Não. Isso pode acontecer com qualquer um, menos com Vanderval, ainda
mais na sua primeira vez. Ele já espalhara por todo o bairro que era homem
sexualmente ativo e de larga experiência, mas o fato era de que não conseguia
dar vida ao personagem que tanto alimentara nos sonhos e devaneios. Vanderval
era macho, muito macho, batia nos irmãos menores e pichava as viaturas da
polícia. Espiava donzelas nuas por todas as frestas quanto possíveis e carregava
objetos tão pesados que lembrava as proezas hercúleas. Pelo menos na sua
própria imaginação. Como um varão desses poderia sucumbir diante de uma tão
frágil criatura? Ainda mais adornada por frufrus amarelos e rendinhas?

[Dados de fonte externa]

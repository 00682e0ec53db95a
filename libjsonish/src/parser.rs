//! Recursive-descent value parser
//!
//! Each production takes the shared [`Cursor`] and either consumes exactly
//! the scalars it matched or fails the whole parse. There is no
//! backtracking: a production chosen by the lookahead scalar must succeed.
//!
//! - `value`: dispatch on the first non-whitespace scalar
//! - `constant`: `null`, `true`, `false`, not followed by a letter or digit
//! - `number`: unsigned digits with an optional fraction, no exponent
//! - `string`: double quoted, escapes `\n` `\t` `\\` `\"`, anything else
//!   after a backslash stands for itself
//! - `array`, `object`: comma separated, no trailing comma; object keys may
//!   be bare words unless the parse is strict

use crate::cursor::{is_space, Cursor};
use crate::error::{ParseContext, ParseError, Result};
use crate::value::Value;
use std::collections::HashMap;

/// Options for [`parse_with_options`](crate::parse_with_options).
///
/// The default is the permissive grammar: bare object keys are accepted and
/// anything after the first complete value is ignored.
#[derive(Debug, Clone)]
pub struct ParseOptions {
    /// Reject bare keys and require the whole input to be consumed.
    pub strict: bool,
    /// File name reported in error locations.
    pub filename: Option<String>,
    /// Deepest allowed nesting of arrays and objects.
    pub max_depth: usize,
}

impl Default for ParseOptions {
    fn default() -> Self {
        Self {
            strict: false,
            filename: None,
            max_depth: crate::error::DEFAULT_MAX_DEPTH,
        }
    }
}

impl ParseOptions {
    /// Permissive options, same as `default()`.
    pub fn new() -> Self {
        Self::default()
    }

    /// Switch between the strict and permissive grammars.
    pub fn strict(mut self, strict: bool) -> Self {
        self.strict = strict;
        self
    }

    /// Name the source in error locations.
    pub fn filename(mut self, filename: impl Into<String>) -> Self {
        self.filename = Some(filename.into());
        self
    }

    /// Limit how deeply arrays and objects may nest.
    pub fn max_depth(mut self, max_depth: usize) -> Self {
        self.max_depth = max_depth;
        self
    }

    pub(crate) fn context(&self) -> ParseContext {
        let mut ctx = ParseContext::new(self.filename.as_deref(), self.strict);
        ctx.max_depth = self.max_depth;
        ctx
    }
}

/// Parse one top-level value.
///
/// In permissive mode whatever follows the value is left unread. Strict
/// mode allows only trailing whitespace.
pub fn parse_root(cursor: &mut Cursor) -> Result<Value> {
    let value = parse_value(cursor, 0)?;

    if cursor.ctx().strict {
        cursor.skip_whitespace();
        if !cursor.at_end() {
            return Err(cursor.error(ParseError::ExtraContent(String::new())));
        }
    }

    Ok(value)
}

fn parse_value(cursor: &mut Cursor, depth: usize) -> Result<Value> {
    cursor.skip_whitespace();

    match cursor.peek() {
        Some(c) if c.is_ascii_digit() || c == '.' => parse_number(cursor),
        Some('n' | 'f' | 't') => parse_constant(cursor),
        Some('"') => parse_string(cursor).map(Value::String),
        Some('[') => parse_array(cursor, depth + 1),
        Some('{') => parse_object(cursor, depth + 1),
        _ => Err(cursor.unexpected()),
    }
}

fn parse_constant(cursor: &mut Cursor) -> Result<Value> {
    let (word, value) = match cursor.peek() {
        Some('n') => ("null", Value::Null),
        Some('t') => ("true", Value::Boolean(true)),
        Some('f') => ("false", Value::Boolean(false)),
        _ => return Err(cursor.unexpected()),
    };

    if !cursor.looking_at(word) {
        return Err(cursor.error(ParseError::InvalidConstant(String::new())));
    }
    cursor.advance(word.len());

    // `nullable` is not `null` followed by garbage.
    if cursor.peek().is_some_and(char::is_alphanumeric) {
        return Err(cursor.error(ParseError::InvalidConstant(String::new())));
    }

    Ok(value)
}

/// Digits are folded in one at a time rather than handed to a float parser,
/// so long fractions carry the rounding error of repeated `0.1` scaling.
fn parse_number(cursor: &mut Cursor) -> Result<Value> {
    let mut number = NumberBuilder::default();

    while let Some(digit) = cursor.peek().and_then(|c| c.to_digit(10)) {
        number.push_digit(digit);
        cursor.bump();
    }

    if cursor.eat('.') {
        number.start_fraction();
        while let Some(digit) = cursor.peek().and_then(|c| c.to_digit(10)) {
            number.push_digit(digit);
            cursor.bump();
        }
    }

    if cursor.peek().is_some_and(char::is_alphanumeric) {
        return Err(cursor.error(ParseError::InvalidNumber(String::new())));
    }

    Ok(Value::Number(number.value()))
}

/// Running value of a number literal, one digit at a time.
#[derive(Debug, Default)]
struct NumberBuilder {
    value: f64,
    /// Place value of the last fraction digit, once past the point.
    scale: Option<f64>,
}

impl NumberBuilder {
    fn push_digit(&mut self, digit: u32) {
        match self.scale.as_mut() {
            None => self.value = self.value * 10.0 + f64::from(digit),
            Some(scale) => {
                *scale *= 0.1;
                self.value += *scale * f64::from(digit);
            }
        }
    }

    fn start_fraction(&mut self) {
        self.scale = Some(1.0);
    }

    fn value(&self) -> f64 {
        self.value
    }
}

/// Read a bare number literal (digits with an optional fraction) exactly as
/// the parser would, or `None` if `text` is not one.
pub(crate) fn read_number(text: &str) -> Option<f64> {
    let mut number = NumberBuilder::default();
    for c in text.chars() {
        match c {
            '.' if number.scale.is_none() => number.start_fraction(),
            c => number.push_digit(c.to_digit(10)?),
        }
    }
    Some(number.value())
}

fn parse_string(cursor: &mut Cursor) -> Result<String> {
    let start = cursor.index();
    if !cursor.eat('"') {
        return Err(cursor.unexpected());
    }

    let mut result = String::new();
    loop {
        match cursor.bump() {
            None => {
                return Err(cursor.error_at(start, ParseError::UnterminatedString(String::new())))
            }
            Some('"') => return Ok(result),
            Some('\\') => match cursor.bump() {
                None => {
                    return Err(
                        cursor.error_at(start, ParseError::UnterminatedString(String::new()))
                    )
                }
                Some('n') => result.push('\n'),
                Some('t') => result.push('\t'),
                // `\\`, `\"` and every unrecognized escape keep the scalar.
                Some(c) => result.push(c),
            },
            Some(c) => result.push(c),
        }
    }
}

fn is_bare_key_char(c: char) -> bool {
    !is_space(c) && !matches!(c, ':' | ',' | '{' | '}' | '[' | ']' | '"')
}

/// Member name: a quoted string, or in permissive mode a bare word.
fn parse_key(cursor: &mut Cursor) -> Result<String> {
    match cursor.peek() {
        Some('"') => parse_string(cursor),
        Some(c) if is_bare_key_char(c) => {
            if cursor.ctx().strict {
                return Err(cursor.error(ParseError::BareKey(String::new())));
            }
            let mut key = String::new();
            while let Some(c) = cursor.peek().filter(|&c| is_bare_key_char(c)) {
                key.push(c);
                cursor.bump();
            }
            Ok(key)
        }
        Some(_) => Err(cursor.error(ParseError::ExpectedKey(String::new()))),
        None => Err(cursor.unexpected()),
    }
}

fn check_depth(cursor: &Cursor, depth: usize) -> Result<()> {
    if depth > cursor.ctx().max_depth {
        return Err(cursor.error(ParseError::NestingTooDeep(String::new())));
    }
    Ok(())
}

fn parse_array(cursor: &mut Cursor, depth: usize) -> Result<Value> {
    check_depth(cursor, depth)?;
    cursor.bump(); // [
    cursor.skip_whitespace();

    let mut items = Vec::new();
    if cursor.eat(']') {
        return Ok(Value::Array(items));
    }

    loop {
        items.push(parse_value(cursor, depth)?);
        cursor.skip_whitespace();

        if cursor.eat(',') {
            continue;
        }
        if cursor.eat(']') {
            return Ok(Value::Array(items));
        }
        return Err(cursor.error(ParseError::UnmatchedBracket(String::new())));
    }
}

fn parse_object(cursor: &mut Cursor, depth: usize) -> Result<Value> {
    check_depth(cursor, depth)?;
    cursor.bump(); // {
    cursor.skip_whitespace();

    let mut obj = HashMap::new();
    if cursor.eat('}') {
        return Ok(Value::Object(obj));
    }

    loop {
        let key = parse_key(cursor)?;
        cursor.skip_whitespace();

        if !cursor.eat(':') {
            return Err(cursor.error(ParseError::ExpectedColon(String::new())));
        }

        let value = parse_value(cursor, depth)?;
        // Later duplicates overwrite earlier ones.
        obj.insert(key, value);
        cursor.skip_whitespace();

        if cursor.eat(',') {
            cursor.skip_whitespace();
            continue;
        }
        if cursor.eat('}') {
            return Ok(Value::Object(obj));
        }
        return Err(cursor.error(ParseError::UnmatchedBrace(String::new())));
    }
}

O outrora belo jovem que um dia teve seu nome sussurrado ao ouvido
agora era mais conhecido na cidade como “seu” Almeida, o porteiro bonachão,
gente boa, solícito a ajudar a todos, em especial à senhora do 202. Um denso,
largo e escuro bloqueio psicológico de sua ex a impedira de ver naquele senhor
inofensivo o mesmo jovem que amara décadas atrás e que lhe dilacerara a vil
existência. Melhor assim, para ambos. Para ela, contribuía para a preservação
daquilo que ainda a identificaria como ser humano . E para ele, pois poderia
planejar e levar a cabo suas sádicas lucubrações de vingança e transferência de
culpa, incólume, bem ao lado de sua vítima.
Quando viu que não foi e nem seria reconhecido pela “vaca maldita”
esteve muito próximo de seu primeiro orgasmo real.
Ah! Como era boa a sensação de ver aquela mulher que lhe roubara a
virilidade irrompendo um cômodo após outro, julgando ser mentira o assobio que
verdadeiramente ouvia! Valia todo o sacrifício.
Pela Rua dos Andradas subia agora um senhor calvo, de boné e calça de
tergal, com os olhos opacificados pelo tempo, mas ainda cheios de sagacidade.
Levava consigo seu acerto trabalhista em um envelope pardo A4. Subira por ali
inúmeras vezes. Neste percurso já sentira frio, calor, dor, desesperança, fome,
ódio, rancor e o peso de uma existência vazia. Mas desta vez o sol lhe brilhava
no rosto de uma maneira diferente, bem diferente.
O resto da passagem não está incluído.